CourtIndiana Supreme Court

Jerome L. Salm, Robert S. Mattews, David M. Keck, Evansville, for appellant.

Weyerbacker, Lacey & Rideout, Boonville, and Howard C. Sandusky, Evansville, for appellee.

ACHOR, Chief Justice.

This case comes to us on petition to transfer from the Appellate Court under Rule 2-23 of this court. See: City of Evansville v. Nelson (1964), 194 N.E.2d 817 for opinion of the Appellate Court.

This cause of action follows a proceeding before the Civil Service Commission for the Police Department of the City of Evansville, wherein the appellee, a police officer, was discharged after a hearing before that body. The decision was 'appealed' and venued to the Warrick Circuit Court which heard the cause de novo, set the decision aside, and ordered appellee reinstated. This appeal followed.

Numerous reasons were entered upon the records of the Commission as constituting grounds for dismissal.
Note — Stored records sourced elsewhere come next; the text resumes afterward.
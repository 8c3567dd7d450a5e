//! An in-memory orchestrator that never spawns a process.
//!
//! Runs are held "in flight" for a fixed simulated time and then complete
//! with a scripted state. Lifecycle and named triggers fan out to the commands
//! that declare them, so the frontend can be exercised without a real engine.

use std::collections::{HashMap, VecDeque};
use std::sync::Arc;
use std::time::{Duration, Instant};

use chrono::Utc;
use log::{debug, info, trace};
use uuid::Uuid;

use crate::config::CommandDescriptor;
use crate::orchestrator::{
    LifecycleCallbacks, LifecycleEvent, Orchestrator, OrchestratorError, RunHandle, RunResult,
    RunState,
};

const HISTORY_LIMIT: usize = 20;
const DEFAULT_RUN_TIME: Duration = Duration::from_millis(600);

struct ActiveRun {
    handle: RunHandle,
    started: Instant,
}

pub struct PreviewOrchestrator {
    commands: Vec<Arc<CommandDescriptor>>,
    active: HashMap<String, Vec<ActiveRun>>,
    history: HashMap<String, VecDeque<RunResult>>,
    callbacks: HashMap<String, LifecycleCallbacks>,
    outcomes: HashMap<String, RunState>,
    run_time: Duration,
    run_calls: usize,
    cancel_calls: usize,
}

impl PreviewOrchestrator {
    pub fn new(commands: &[Arc<CommandDescriptor>]) -> Self {
        info!("Preview orchestrator created for {} commands", commands.len());
        Self {
            commands: commands.to_vec(),
            active: HashMap::new(),
            history: HashMap::new(),
            callbacks: HashMap::new(),
            outcomes: HashMap::new(),
            run_time: DEFAULT_RUN_TIME,
            run_calls: 0,
            cancel_calls: 0,
        }
    }

    /// Commands with no triggers, for tests.
    pub fn with_names(names: &[&str]) -> Self {
        let commands: Vec<Arc<CommandDescriptor>> = names
            .iter()
            .map(|name| {
                Arc::new(CommandDescriptor {
                    name: name.to_string(),
                    command: format!("echo {name}"),
                    triggers: Vec::new(),
                    cancel_on_triggers: Vec::new(),
                    max_concurrent: None,
                })
            })
            .collect();
        Self::new(&commands)
    }

    pub fn with_run_time(mut self, run_time: Duration) -> Self {
        self.run_time = run_time;
        self
    }

    /// Every later run of `name` ends in `state`.
    pub fn script_outcome(&mut self, name: &str, state: RunState) {
        self.outcomes.insert(name.to_string(), state);
    }

    pub fn push_history(&mut self, result: RunResult) {
        let entries = self.history.entry(result.command.clone()).or_default();
        entries.push_front(result);
        entries.truncate(HISTORY_LIMIT);
    }

    pub fn replace_active(&mut self, name: &str, handles: Vec<RunHandle>) {
        let runs = handles
            .into_iter()
            .map(|handle| ActiveRun {
                handle,
                started: Instant::now(),
            })
            .collect();
        self.active.insert(name.to_string(), runs);
    }

    pub fn run_calls(&self) -> usize {
        self.run_calls
    }

    pub fn cancel_calls(&self) -> usize {
        self.cancel_calls
    }

    fn descriptor(&self, name: &str) -> Result<&Arc<CommandDescriptor>, OrchestratorError> {
        self.commands
            .iter()
            .find(|cmd| cmd.name == name)
            .ok_or_else(|| OrchestratorError::UnknownCommand(name.to_string()))
    }

    fn start(&mut self, name: &str, trigger_chain: Vec<String>) -> RunHandle {
        let handle = RunHandle {
            id: Uuid::new_v4().to_string(),
            command: name.to_string(),
            trigger_chain,
            started_at: Utc::now(),
            comment: None,
            result: None,
        };
        debug!("Preview run {} started for '{}'", handle.id, name);
        self.active
            .entry(name.to_string())
            .or_default()
            .push(ActiveRun {
                handle: handle.clone(),
                started: Instant::now(),
            });
        handle
    }

    fn finish(&mut self, run: ActiveRun, state: RunState) -> RunHandle {
        let mut handle = run.handle;
        let result = RunResult {
            command: handle.command.clone(),
            state,
            duration: Some(run.started.elapsed()),
            finished_at: Some(Utc::now()),
            output_path: None,
            trigger_chain: handle.trigger_chain.clone(),
        };
        self.push_history(result.clone());
        handle.result = Some(result);

        if let Some(event) = LifecycleEvent::from_state(state) {
            if let Some(callback) = self
                .callbacks
                .get(&handle.command)
                .and_then(|callbacks| callbacks.get(event))
            {
                callback(&handle);
            }
        }
        handle
    }

    /// Starts every command that declares `event`, cancelling those that
    /// list it under `cancel_on_triggers`.
    fn fan_out(&mut self, event: &str, chain: &[String]) {
        let cancel: Vec<String> = self
            .commands
            .iter()
            .filter(|cmd| cmd.cancel_on_triggers.iter().any(|t| t == event))
            .map(|cmd| cmd.name.clone())
            .collect();
        for name in cancel {
            self.cancel_active(&name);
        }

        let start: Vec<String> = self
            .commands
            .iter()
            .filter(|cmd| cmd.triggers.iter().any(|t| t == event))
            .map(|cmd| cmd.name.clone())
            .collect();
        for name in start {
            // a chain that already passed through this event would loop forever
            if chain.iter().any(|link| link == event) {
                debug!("Skipping '{}': '{}' already in chain", name, event);
                continue;
            }
            let mut next = chain.to_vec();
            next.push(event.to_string());
            self.start(&name, next);
        }
    }

    fn cancel_active(&mut self, name: &str) -> usize {
        let runs = self.active.remove(name).unwrap_or_default();
        let count = runs.len();
        let mut finished = Vec::with_capacity(count);
        for run in runs {
            finished.push(self.finish(run, RunState::Cancelled));
        }
        for handle in finished {
            let event = LifecycleEvent::Cancelled.trigger_for(&handle.command);
            self.fan_out(&event, &handle.trigger_chain);
        }
        count
    }
}

impl Orchestrator for PreviewOrchestrator {
    fn list_commands(&self) -> Vec<String> {
        self.commands.iter().map(|cmd| cmd.name.clone()).collect()
    }

    fn has_command(&self, name: &str) -> bool {
        self.commands.iter().any(|cmd| cmd.name == name)
    }

    fn get_active_handles(&self, name: &str) -> Result<Vec<RunHandle>, OrchestratorError> {
        self.descriptor(name)?;
        Ok(self
            .active
            .get(name)
            .map(|runs| runs.iter().map(|run| run.handle.clone()).collect())
            .unwrap_or_default())
    }

    fn get_history(&self, name: &str, limit: usize) -> Result<Vec<RunResult>, OrchestratorError> {
        self.descriptor(name)?;
        Ok(self
            .history
            .get(name)
            .map(|entries| entries.iter().take(limit).cloned().collect())
            .unwrap_or_default())
    }

    fn set_lifecycle_callback(&mut self, name: &str, callbacks: LifecycleCallbacks) {
        trace!("Lifecycle callbacks set for '{}'", name);
        self.callbacks.insert(name.to_string(), callbacks);
    }

    fn run_command(
        &mut self,
        name: &str,
        trigger_chain: Vec<String>,
    ) -> Result<RunHandle, OrchestratorError> {
        self.descriptor(name)?;
        self.run_calls += 1;
        Ok(self.start(name, trigger_chain))
    }

    fn cancel_command(&mut self, name: &str) -> Result<usize, OrchestratorError> {
        self.descriptor(name)?;
        self.cancel_calls += 1;
        Ok(self.cancel_active(name))
    }

    fn trigger(&mut self, event: &str) -> Result<(), OrchestratorError> {
        debug!("Preview trigger '{}'", event);
        self.fan_out(event, &[]);
        Ok(())
    }

    fn replace_commands(&mut self, commands: &[CommandDescriptor]) {
        self.commands = commands.iter().cloned().map(Arc::new).collect();
        let known: Vec<String> = self.list_commands();
        self.active.retain(|name, _| known.contains(name));
        self.callbacks.retain(|name, _| known.contains(name));
    }

    fn poll(&mut self) {
        let run_time = self.run_time;
        let mut due = Vec::new();
        for runs in self.active.values_mut() {
            let (done, pending): (Vec<ActiveRun>, Vec<ActiveRun>) = runs
                .drain(..)
                .partition(|run| run.started.elapsed() >= run_time);
            *runs = pending;
            due.extend(done);
        }
        self.active.retain(|_, runs| !runs.is_empty());

        for run in due {
            let state = self
                .outcomes
                .get(&run.handle.command)
                .copied()
                .unwrap_or(RunState::Success);
            let handle = self.finish(run, state);
            if let Some(event) = LifecycleEvent::from_state(state) {
                let trigger = event.trigger_for(&handle.command);
                self.fan_out(&trigger, &handle.trigger_chain);
            }
        }
    }
}

#[cfg(test)]
mod tests {
    use super::*;
    use std::sync::mpsc;

    fn cmd(name: &str, triggers: &[&str]) -> Arc<CommandDescriptor> {
        Arc::new(CommandDescriptor {
            name: name.to_string(),
            command: format!("echo {name}"),
            triggers: triggers.iter().map(|t| t.to_string()).collect(),
            cancel_on_triggers: Vec::new(),
            max_concurrent: None,
        })
    }

    #[test]
    fn test_completes_runs_and_fans_out() {
        let mut orch = PreviewOrchestrator::new(&[
            cmd("Lint", &["rs_file_changed"]),
            cmd("Format", &["command_success:Lint"]),
        ])
        .with_run_time(Duration::ZERO);

        orch.trigger("rs_file_changed").unwrap();
        assert_eq!(orch.get_active_handles("Lint").unwrap().len(), 1);

        orch.poll();
        let lint = orch.get_history("Lint", 1).unwrap();
        assert_eq!(lint[0].state, RunState::Success);
        let format = orch.get_active_handles("Format").unwrap();
        assert_eq!(
            format[0].trigger_chain,
            vec!["rs_file_changed", "command_success:Lint"]
        );
    }

    #[test]
    fn test_cancel_fires_callback() {
        let mut orch = PreviewOrchestrator::with_names(&["Build"]);
        let (tx, rx) = mpsc::channel();
        orch.set_lifecycle_callback(
            "Build",
            LifecycleCallbacks {
                on_cancelled: Some(Box::new(move |handle: &RunHandle| {
                    let _ = tx.send(handle.command.clone());
                })),
                ..LifecycleCallbacks::default()
            },
        );
        orch.run_command("Build", vec![]).unwrap();
        assert_eq!(orch.cancel_command("Build").unwrap(), 1);
        assert_eq!(rx.try_recv().unwrap(), "Build");
        assert_eq!(
            orch.get_history("Build", 5).unwrap()[0].state,
            RunState::Cancelled
        );
    }

    #[test]
    fn test_history_is_most_recent_first() {
        let mut orch = PreviewOrchestrator::with_names(&["Tests"]).with_run_time(Duration::ZERO);
        orch.script_outcome("Tests", RunState::Failed);
        orch.run_command("Tests", vec![]).unwrap();
        orch.poll();
        orch.script_outcome("Tests", RunState::Success);
        orch.run_command("Tests", vec![]).unwrap();
        orch.poll();
        let states: Vec<RunState> = orch
            .get_history("Tests", 3)
            .unwrap()
            .iter()
            .map(|r| r.state)
            .collect();
        assert_eq!(states, vec![RunState::Success, RunState::Failed]);
    }

    #[test]
    fn test_unknown_command_is_an_error() {
        let mut orch = PreviewOrchestrator::with_names(&["Lint"]);
        assert!(matches!(
            orch.run_command("Nope", vec![]),
            Err(OrchestratorError::UnknownCommand(_))
        ));
        assert_eq!(orch.run_calls(), 0);
    }
}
The reasons herein asserted as having been established before the Commission against appellee in support of his action are as follows, in part:

'1. * * * [T]hat on or about the 9th day of April, 1961 at about 4:00 P.M., Patrolman Melville Nelson did then and there violate Paragraph numbered 4 of the Departmental Rules and Regulations of the Civil Service Commission for the Police Department in that he did * * * at the said time, and while on duty as a policeman and while wearing the uniform of a policeman, * * * then and there partake of intoxicating liquors to such an extent as to result in a condition of intoxication so that he was then and there unable to carry out his duties as a police officer.
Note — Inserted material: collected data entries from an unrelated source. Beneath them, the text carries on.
mod handlers;
mod pages;
mod routes;


use axum::Router;
use serde::Deserialize;
use std::{path::PathBuf, sync::Arc};
use tower_cookies::CookieManagerLayer;
use tower_http::{cors::CorsLayer, services::ServeDir, trace::TraceLayer};

use crate::{auth::AuthService, repo::PostRepository};

#[derive(Clone)]
pub struct AppState {
    pub repo: Arc<dyn PostRepository>,
    pub auth: AuthService,
    pub uploads_dir: PathBuf,
}

impl AppState {
    pub fn new(
        repo: Arc<dyn PostRepository>,
        auth: AuthService,
        uploads_dir: impl Into<PathBuf>,
    ) -> Arc<Self> {
        Arc::new(Self {
            repo,
            auth,
            uploads_dir: uploads_dir.into(),
        })
    }
}

#[derive(Debug, Deserialize)]
#[serde(rename_all = "camelCase")]
pub struct CreatePostPayload {
    pub title: Option<String>,
    pub content: Option<String>,
    pub image_url: Option<String>,
}

pub fn app(state: Arc<AppState>) -> Router {
    Router::new()
        .merge(routes::create_routes())
        .nest_service("/uploads", ServeDir::new(&state.uploads_dir))
        .layer(CookieManagerLayer::new())
        .layer(TraceLayer::new_for_http())
        .layer(CorsLayer::permissive())
        .with_state(state)
}

pub async fn serve(addr: String, state: Arc<AppState>) -> crate::Result<()> {
    let app = app(state);

    let listener = tokio::net::TcpListener::bind(&addr).await?;
    tracing::info!("Web server listening on {}", addr);

    axum::serve(listener, app)
        .await
        .map_err(|e| crate::Error::Internal(e.to_string()))?;

    Ok(())
}
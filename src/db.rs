use serde::{Deserialize, Serialize};
use serde_json::Value;
use std::path::{Path, PathBuf};
use tokio::{fs, io::AsyncWriteExt};
use uuid::Uuid;

use crate::{models::Post, Error, Result};

/// One entry of the posts file.
///
/// Entries that don't decode as a [`Post`] (for example a numeric `title`
/// written by an older client) are kept as raw JSON so a rewrite carries them
/// through unchanged.
#[derive(Debug, Clone, PartialEq, Serialize, Deserialize)]
#[serde(untagged)]
pub enum StoredRecord {
    Post(Post),
    Unrecognized(Value),
}

impl StoredRecord {
    pub fn id(&self) -> Option<&str> {
        match self {
            StoredRecord::Post(post) => Some(post.id.as_str()),
            StoredRecord::Unrecognized(value) => value.get("id").and_then(Value::as_str),
        }
    }
}

/// Reads every entry of the file for a read-modify-write cycle.
///
/// Only a missing file counts as an empty collection. Any other read failure,
/// or a file that isn't a JSON array, is a `StorageRead` error so the caller
/// never rewrites over data it could not see.
pub async fn read_records(path: &Path) -> Result<Vec<StoredRecord>> {
    let bytes = match fs::read(path).await {
        Ok(bytes) => bytes,
        Err(e) if e.kind() == std::io::ErrorKind::NotFound => return Ok(Vec::new()),
        Err(source) => {
            return Err(Error::StorageRead {
                path: path.to_path_buf(),
                source,
            })
        }
    };

    serde_json::from_slice(&bytes).map_err(|e| Error::StorageRead {
        path: path.to_path_buf(),
        source: e.into(),
    })
}

/// Reads the posts for display.
///
/// A missing, unreadable or unparsable file yields an empty collection;
/// individual entries that don't decode are skipped.
pub async fn load_posts(path: &Path) -> Vec<Post> {
    let records = match read_records(path).await {
        Ok(records) => records,
        Err(e) => {
            tracing::warn!("Treating posts file as empty: {}", e);
            return Vec::new();
        }
    };

    let total = records.len();
    let posts: Vec<Post> = records
        .into_iter()
        .filter_map(|record| match record {
            StoredRecord::Post(post) => Some(post),
            StoredRecord::Unrecognized(_) => None,
        })
        .collect();

    if posts.len() < total {
        tracing::warn!(
            path = %path.display(),
            skipped = total - posts.len(),
            "Skipped unrecognized entries in posts file"
        );
    }

    posts
}

/// Replaces the whole collection on disk.
///
/// The new content goes to a sibling temp file which is synced and then renamed
/// over `path`, so readers never observe a partially written file.
pub async fn write_records(path: &Path, records: &[StoredRecord]) -> Result<()> {
    let json = serde_json::to_vec_pretty(records)?;
    let tmp = temp_path(path);

    if let Err(source) = write_and_rename(path, &tmp, &json).await {
        let _ = fs::remove_file(&tmp).await;
        return Err(Error::StorageWrite {
            path: path.to_path_buf(),
            source,
        });
    }

    tracing::debug!(path = %path.display(), count = records.len(), "Wrote posts file");
    Ok(())
}

async fn write_and_rename(path: &Path, tmp: &Path, json: &[u8]) -> std::io::Result<()> {
    let parent = path
        .parent()
        .filter(|p| !p.as_os_str().is_empty())
        .unwrap_or_else(|| Path::new("."));
    fs::create_dir_all(parent).await?;

    let mut file = fs::File::create(tmp).await?;
    file.write_all(json).await?;
    file.sync_all().await?;
    drop(file);

    fs::rename(tmp, path).await?;

    // Persist the rename itself.
    #[cfg(unix)]
    fs::File::open(parent).await?.sync_all().await?;

    Ok(())
}

fn temp_path(path: &Path) -> PathBuf {
    let name = path
        .file_name()
        .map(|n| n.to_string_lossy().into_owned())
        .unwrap_or_else(|| "posts.json".to_string());
    path.with_file_name(format!(".{}.{}.tmp", name, Uuid::new_v4().simple()))
}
'2. * * * [O]n or about the 9th day of April, 1961, at about 4:00 p. m., Patrolman Melville Nelson did then and there violate Paragraph numbered 22 of the Departmental Rules and Regulations of the Civil Service Commission for the Police Department in that he did so conduct himself in the discharge of his duties and in his relations with the public and other members of the Department in a manner which did not promote the most efficient operation of the Department, and in such a manner as to being adverse criticism and disrepute to the Police Department and to the City of Evansville in this: that while a member of said Department and on active duty, he did then and there drink and partake of intoxicating liquor so as to render himself unfit for duty * * *

* * *

* * *

'4. * * * [T]hat on or about the 9th day of April, 1961, at about 4:00 P.M., Patrolman Melville Nelson did then and there violate Paragraph numbered 27 of the Departmental Rules and Regulations of the Civil Service Commission for the Police Department in that at such time and place, and while on duty as a police officer, he failed to obey specific orders and instructions and failed to take proper police action reasonably expected in a particular situation in that when instructed by a superior officer to respond to a police call, he did not do so, despite the fact that he had advised his superior officer that he would so respond.'

Paragraph numbered 4, 22 and 27 of the Rules and Regulations of the Civil Service Commission for the Police Department, alleged to have been violated in the above charges, are as follows:

'4. STANDARD OF CONDUCT

'Every member of the Department is required to obey strictly and execute promptly all orders of his superiors, and to conduct himself in the discharge of his duties and in his relations with the public and other members of the Department in a manner which will promote the most efficient operation of the Department. The conduct of members in their personal life and while off duty shall be such that it will not bring adverse criticism or disrepute to the Police Department of the City of Evansville.'

'22. INTOXICATING LIQUORS

'Members of the Department shall not drink intoxicating liquor of any kind while on active duty, nor while off duty to an extent unfitting him for duty. The odor of liquor on the breath of a member when reporting for duty, or while on active duty, shall be deemed sufficient evidence that he is unfit for duty, and in violation of this rule. * * *' [Our emphasis.]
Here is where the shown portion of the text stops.